On n’est jamais prêts à vieillir, et plus que les rides naissantes, les insomnies persistantes ou l’invitation du ministère de la santé au dépistage du cancer colorectal, c’est souvent notre progéniture qui nous rappelle notre âge. On est encore moins prêts à mourir ! Pourtant, quand arrive l’âge fatidique des 18 ans, pour qu’ils apprennent à bien conduire, il va falloir être prêts à risquer votre bonus d’assurance ET votre intégrité physique (sans parler de celle de vos jantes 18 pouces). Certes, il n’y a rien d’obligatoire et l’on peut se contenter des leçons prodiguées par l’auto-école, mais il serait dommage de passer à côté de l’une des dernières occasions où vous pouvez, objectivement, être en position de leur transmettre une certaine expérience.
Ainsi, vous avez fait des enfants et, pour la première fois de votre vie, vous allez placer votre vie entre leurs mains, à moins qu’ils ne vous aient proposé de faire la cuisine quand ils avaient sept ans et que vous ayez alors frôlé la mort (explosion de gaz, incendie de la maison ou intoxication alimentaire). C’est avec vous qu’ils ont fait leurs premiers pas, balbutié leurs premiers mots, donné leurs premiers coups de pédale au Parc de Merl, et bu la moitié de la piscine de Bonnevoie. Tout cela remonte aux temps anciens, cette fameuse époque « je sais plus quand exactement, mais avant le Covid » et, désormais, ce sont vos enfants qui corrigent votre luxembourgeois ou vous montrent comment utiliser votre nouveau smartphone. Cela fait bien longtemps que vous avez renoncé à tenter de répondre aux exercices de maths ou de biologie pour lesquels, de toute façon, ils ont renoncé à vous demander de l’aide. Mais question démarrage en côte, ou entrée sur le rond-point Glück, là on rentre dans votre zone de confort. Tant mieux, car les conséquences de l’erreur d’inattention sont plus graves au volant de trois tonnes de métal lancées à 80 kilomètres heures qu’au guidon d’une draisienne ou derrière une feuille de papier. Vous allez pouvoir ressortir votre costume de Superpapa ou Supermaman (bien sûr que vous rentrez encore dedans).

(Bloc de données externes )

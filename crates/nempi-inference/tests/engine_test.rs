//! End-to-end tests for the inference loop.

use nalgebra::DMatrix;
use nempi_core::config::{InitialNetwork, NempiConfig, PriorBlend, UnlabeledInit};
use nempi_core::errors::{InferenceError, NempiError};
use nempi_core::{Dataset, LabeledMatrix};
use nempi_inference::{InferenceEngine, InferenceResult};
use test_fixtures::{load_scenario, simulate, SimulationConfig};

fn engine() -> InferenceEngine {
    nempi_observability::try_init_for_tests();
    InferenceEngine::new(NempiConfig::default())
}

// ---------------------------------------------------------------------------
// Labeled chain: the edge is recovered and labels are kept.
// ---------------------------------------------------------------------------

#[test]
fn labeled_chain_recovers_edge() {
    let scenario = load_scenario("chain_two");
    let result = engine().run(&scenario.labeled_dataset(), None).unwrap();

    assert!(result.converged);
    assert!(result.cycles <= 5);
    assert_eq!(
        result.network.edges,
        vec![("P1".to_string(), "P2".to_string())]
    );
    let truth = scenario.truth();
    for s in 0..truth.ncols() {
        let k = truth.column_argmax(s).unwrap();
        assert!(result.assignment.get(k, s) >= 0.9);
    }
    assert!(result.warnings.is_empty());
}

#[test]
fn attachment_is_reported_by_name() {
    let scenario = load_scenario("chain_two");
    let result = engine().run(&scenario.labeled_dataset(), None).unwrap();

    let pairs: Vec<(&str, Option<&str>)> = result
        .attachment
        .iter()
        .map(|a| (a.e_gene.as_str(), a.p_gene.as_deref()))
        .collect();
    assert_eq!(pairs, vec![("E1", Some("P1")), ("E2", Some("P2"))]);
}

// ---------------------------------------------------------------------------
// Unlabeled chain: Γ is learned from a uniform prior.
// ---------------------------------------------------------------------------

#[test]
fn unlabeled_chain_tracks_hidden_truth() {
    let scenario = load_scenario("chain_two");
    let prior = scenario.uniform_prior();
    let result = engine()
        .run(&scenario.unlabeled_dataset(), Some(&prior))
        .unwrap();

    let expected: Vec<Option<String>> = scenario.perturbed.iter().cloned().map(Some).collect();
    assert_eq!(result.map_assignment(), expected);

    let fit = nempi_eval::evaluate(&result.assignment, &scenario.truth()).unwrap();
    assert!(fit.roc_auc > 0.9, "roc_auc = {}", fit.roc_auc);
    assert!(result.converged);
}

#[test]
fn random_start_leaves_the_uniform_point() {
    let data = simulate(&SimulationConfig {
        unlabeled_fraction: 1.0,
        ..Default::default()
    });
    let mut config = NempiConfig::default();
    config.inference.unlabeled_init = UnlabeledInit::Random;
    config.inference.max_iterations = 8;

    let run = || {
        InferenceEngine::new(config.clone())
            .run(&data.dataset, None)
            .unwrap()
    };
    let result = run();

    // The first reassignment moves away from the random start.
    assert!(result.delta_trace[0] > config.inference.convergence_tolerance);
    assert!(result.cycles >= 2);
    for s in 0..result.assignment.ncols() {
        assert!((result.assignment.column_sum(s) - 1.0).abs() < 1e-9);
    }
    assert_eq!(result.assignment, run().assignment);
}

#[test]
fn vocabulary_can_come_from_prior_rows() {
    let scenario = load_scenario("chain_two");
    let labels = vec![""; scenario.perturbed.len()];
    let dataset = Dataset::from_column_labels(
        scenario.e_genes.clone(),
        &labels,
        scenario.values(),
        "_",
    )
    .unwrap();
    let result = engine()
        .run(&dataset, Some(&scenario.uniform_prior()))
        .unwrap();
    assert_eq!(result.assignment.row_names(), scenario.p_genes.as_slice());
}

#[test]
fn replace_blend_runs_without_prior_constraint() {
    let scenario = load_scenario("chain_two");
    let mut config = NempiConfig::default();
    config.inference.prior_blend = PriorBlend::Replace;
    let result = InferenceEngine::new(config)
        .run(&scenario.unlabeled_dataset(), Some(&scenario.uniform_prior()))
        .unwrap();
    // A uniform prior does not change the posterior.
    let expected: Vec<Option<String>> = scenario.perturbed.iter().cloned().map(Some).collect();
    assert_eq!(result.map_assignment(), expected);
}

// ---------------------------------------------------------------------------
// Termination and diagnostics.
// ---------------------------------------------------------------------------

#[test]
fn iteration_cap_records_non_convergence() {
    let scenario = load_scenario("chain_two");
    let mut config = NempiConfig::default();
    config.inference.max_iterations = 1;
    let result = InferenceEngine::new(config)
        .run(&scenario.unlabeled_dataset(), Some(&scenario.uniform_prior()))
        .unwrap();

    assert_eq!(result.cycles, 1);
    assert!(!result.converged);
    assert_eq!(result.score_trace.len(), 1);
    assert_eq!(result.delta_trace.len(), 1);
    assert!(matches!(
        result.warnings.as_slice(),
        [InferenceError::NonConvergence { cycles: 1, .. }]
    ));
}

#[test]
fn terminates_within_max_iterations_on_simulated_data() {
    let data = simulate(&SimulationConfig::default());
    let mut config = NempiConfig::default();
    config.inference.max_iterations = 6;
    let result = InferenceEngine::new(config).run(&data.dataset, None).unwrap();

    assert!(result.cycles >= 1 && result.cycles <= 6);
    assert_eq!(result.score_trace.len(), result.cycles);
    assert_eq!(result.delta_trace.len(), result.cycles);
    assert!(result.network_model().unwrap().is_acyclic());
    for s in 0..result.assignment.ncols() {
        assert!((result.assignment.column_sum(s) - 1.0).abs() < 1e-9);
    }
}

#[test]
fn excluded_samples_stay_empty() {
    let scenario = load_scenario("chain_two");
    let mut prior = scenario.uniform_prior().into_values();
    prior.column_mut(3).fill(0.0);
    let prior = LabeledMatrix::new(scenario.p_genes.clone(), scenario.sample_ids(), prior).unwrap();

    let result = engine()
        .run(&scenario.unlabeled_dataset(), Some(&prior))
        .unwrap();
    assert_eq!(result.assignment.column_sum(3), 0.0);
    assert_eq!(result.map_assignment()[3], None);
}

#[test]
fn non_finite_sample_is_reported() {
    let scenario = load_scenario("chain_two");
    let mut values = DMatrix::zeros(2, 5);
    values.columns_mut(0, 4).copy_from(&scenario.values());
    values.column_mut(4).fill(f64::NAN);
    let dataset = Dataset::from_column_labels(
        scenario.e_genes.clone(),
        &["P1", "P2", "P1", "P2", ""],
        values,
        "_",
    )
    .unwrap();

    let result = engine().run(&dataset, None).unwrap();
    assert!(result.warnings.contains(&InferenceError::DegenerateLikelihood {
        sample: "s4".to_string()
    }));
    assert_eq!(result.assignment.get(0, 4), 0.5);
    assert_eq!(
        result.network.edges,
        vec![("P1".to_string(), "P2".to_string())]
    );
    assert!(result.score_trace.iter().all(|v| v.is_finite()));
}

#[test]
fn missing_entry_does_not_stop_the_search() {
    let scenario = load_scenario("chain_two");
    let mut values = DMatrix::zeros(2, 5);
    values.columns_mut(0, 4).copy_from(&scenario.values());
    values[(0, 4)] = f64::NAN;
    values[(1, 4)] = 1.5;
    let dataset = Dataset::from_column_labels(
        scenario.e_genes.clone(),
        &["P1", "P2", "P1", "P2", ""],
        values,
        "_",
    )
    .unwrap();

    let result = engine().run(&dataset, None).unwrap();
    assert_eq!(
        result.network.edges,
        vec![("P1".to_string(), "P2".to_string())]
    );
    assert!(result.score_trace.iter().all(|v| v.is_finite()));
    assert!(result.warnings.is_empty());
}

// ---------------------------------------------------------------------------
// Validation happens before any cycle.
// ---------------------------------------------------------------------------

#[test]
fn prior_rows_must_match_label_vocabulary() {
    let scenario = load_scenario("chain_two");
    let prior = LabeledMatrix::new(
        vec!["P1".into(), "P2".into(), "P3".into()],
        scenario.sample_ids(),
        DMatrix::from_element(3, 4, 1.0 / 3.0),
    )
    .unwrap();

    let err = engine()
        .run(&scenario.labeled_dataset(), Some(&prior))
        .unwrap_err();
    assert!(matches!(
        err,
        NempiError::Inference(InferenceError::DimensionMismatch { .. })
    ));
}

#[test]
fn prior_samples_must_match_dataset() {
    let scenario = load_scenario("chain_two");
    let prior = LabeledMatrix::new(
        scenario.p_genes.clone(),
        vec!["a".into(), "b".into(), "c".into(), "d".into()],
        DMatrix::from_element(2, 4, 0.5),
    )
    .unwrap();
    let err = engine()
        .run(&scenario.unlabeled_dataset(), Some(&prior))
        .unwrap_err();
    assert!(matches!(
        err,
        NempiError::Inference(InferenceError::DimensionMismatch { .. })
    ));
}

#[test]
fn invalid_config_is_rejected() {
    let mut config = NempiConfig::default();
    config.noise.sd = 0.0;
    let scenario = load_scenario("chain_two");
    let err = InferenceEngine::new(config)
        .run(&scenario.labeled_dataset(), None)
        .unwrap_err();
    assert!(matches!(err, NempiError::Config(_)));
}

// ---------------------------------------------------------------------------
// Determinism and serialization.
// ---------------------------------------------------------------------------

#[test]
fn random_initial_network_is_seeded() {
    let data = simulate(&SimulationConfig {
        unlabeled_fraction: 0.2,
        ..Default::default()
    });
    let mut config = NempiConfig::default();
    config.inference.initial_network = InitialNetwork::Random;
    config.inference.random_edge_probability = 0.5;
    config.inference.max_iterations = 4;

    let a = InferenceEngine::new(config.clone()).run(&data.dataset, None).unwrap();
    let b = InferenceEngine::new(config).run(&data.dataset, None).unwrap();
    assert_eq!(a.network, b.network);
    assert_eq!(a.assignment, b.assignment);
    assert_eq!(a.score_trace, b.score_trace);
}

#[test]
fn parallel_and_sequential_runs_agree() {
    let data = simulate(&SimulationConfig::default());
    let mut config = NempiConfig::default();
    config.inference.max_iterations = 4;
    let parallel = InferenceEngine::new(config.clone()).run(&data.dataset, None).unwrap();
    config.search.parallel = false;
    let sequential = InferenceEngine::new(config).run(&data.dataset, None).unwrap();

    assert_eq!(parallel.network, sequential.network);
    assert_eq!(parallel.score_trace, sequential.score_trace);
}

#[test]
fn result_roundtrips_through_json() {
    let scenario = load_scenario("chain_two");
    let result = engine().run(&scenario.labeled_dataset(), None).unwrap();
    let json = serde_json::to_string(&result).unwrap();
    let back: InferenceResult = serde_json::from_str(&json).unwrap();
    assert_eq!(back.network, result.network);
    assert_eq!(back.assignment, result.assignment);
    assert_eq!(back.cycles, result.cycles);
}

#[test]
fn result_propagates_through_learned_network() {
    let scenario = load_scenario("chain_two");
    let result = engine().run(&scenario.labeled_dataset(), None).unwrap();
    let omega = result.propagate().unwrap();
    // Sample s0 perturbs P1, which reaches P2.
    assert_eq!(omega.get(0, 0), 1.0);
    assert_eq!(omega.get(1, 0), 1.0);
    assert_eq!(omega.get(0, 1), 0.0);
    assert_eq!(omega.get(1, 1), 1.0);
}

Notre génération est la première à avoir infligé la conduite accompagnée à ses parents. Selon l’adage bien connu des grands-parents (« vos enfants nous vengeront ») c’est désormais notre tour d’invoquer silencieusement Saint-Christophe, de chercher une deuxième pédale de frein imaginaire, de nous cramponner au siège passager, ou de nous forcer à garder la bouche fermée alors que nous aurions déjà eu envie de hurler 20 fois. Le but de l’exercice est non seulement de réussir le permis sans dépenser l’équivalent du prix d’une première voiture, mais surtout de gagner en expérience, y compris celle d’avoir à côté de soi un passager insupportable.

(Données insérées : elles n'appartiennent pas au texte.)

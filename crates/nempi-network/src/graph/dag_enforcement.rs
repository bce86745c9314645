//! Acyclicity checks run before every edge insertion or reversal.

use petgraph::algo::{has_path_connecting, tarjan_scc};
use petgraph::graph::NodeIndex;

use super::network::PGeneGraph;

/// Whether inserting `from → to` would close a cycle. A self-loop always does;
/// otherwise the edge closes a cycle exactly when `to` already reaches `from`.
pub fn would_create_cycle(graph: &PGeneGraph, from: NodeIndex, to: NodeIndex) -> bool {
    from == to || reaches(graph, to, from)
}

/// Directed reachability.
pub fn reaches(graph: &PGeneGraph, from: NodeIndex, to: NodeIndex) -> bool {
    has_path_connecting(graph, from, to, None)
}

/// Strongly connected components with more than one P-gene. Empty for a DAG.
pub fn find_cycles(graph: &PGeneGraph) -> Vec<Vec<NodeIndex>> {
    let mut cycles: Vec<Vec<NodeIndex>> = tarjan_scc(graph)
        .into_iter()
        .filter(|component| component.len() > 1)
        .map(|mut component| {
            component.sort_unstable();
            component
        })
        .collect();
    cycles.sort_unstable();
    cycles
}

Voyons le côté positif des choses : vous allez avoir la rare occasion de passer du temps avec un adolescent qui n’aura pas le nez collé sur son smartphone (enfin, espérons-le) ; vous allez pouvoir réviser vos manœuvres, y compris le créneau dont une forme d’aversion collective a contribué au succès des parkings souterrains ; vous allez pouvoir jouer les anciens combattants, du temps où l’avertisseur sonore de recul était le bruit du pare-chocs qui rencontrait une borne en béton, et où il ne fallait pas compter sur un GPS pour s’orienter sur les routes sinueuses du Mullerthal mais sur les capacités à mémoriser les cartes routières et à déchiffrer les panneaux indicateurs.
Même si la plupart des adolescents ont déjà conduit des Porsche (sur Gran Turismo, certes), et vous battent à plate couture à Mario Kart, vous pourrez leur rappeler que le but n’est pas d’arriver premier ou d’éviter les carapaces de tortues, mais bien de faire attention aux piétons, aux vélos et à votre embrayage. C’est surtout l’occasion de leur transmettre vos mauvaises habitudes, et leur apprendre ce qui n’est pas écrit dans les livres : quand est-il admis d’insulter les autres conducteurs ? au bout de combien de secondes après un feu vert peut-on klaxonner ? où sont cachés les radars ? pourquoi faut-il toujours essayer de tomber sur un chiffre rond quand on fait le plein d’essence ?
C’est, enfin, l’occasion d’une petite pensée pour Elon Musk, qui vient d’avoir son quatorzième enfant, et qui devrait peut-être retourner à ses activités passées, et terminer la mise au point des voitures à conduite autonome. Pour lui, pour ses enfants, et pour nous tous.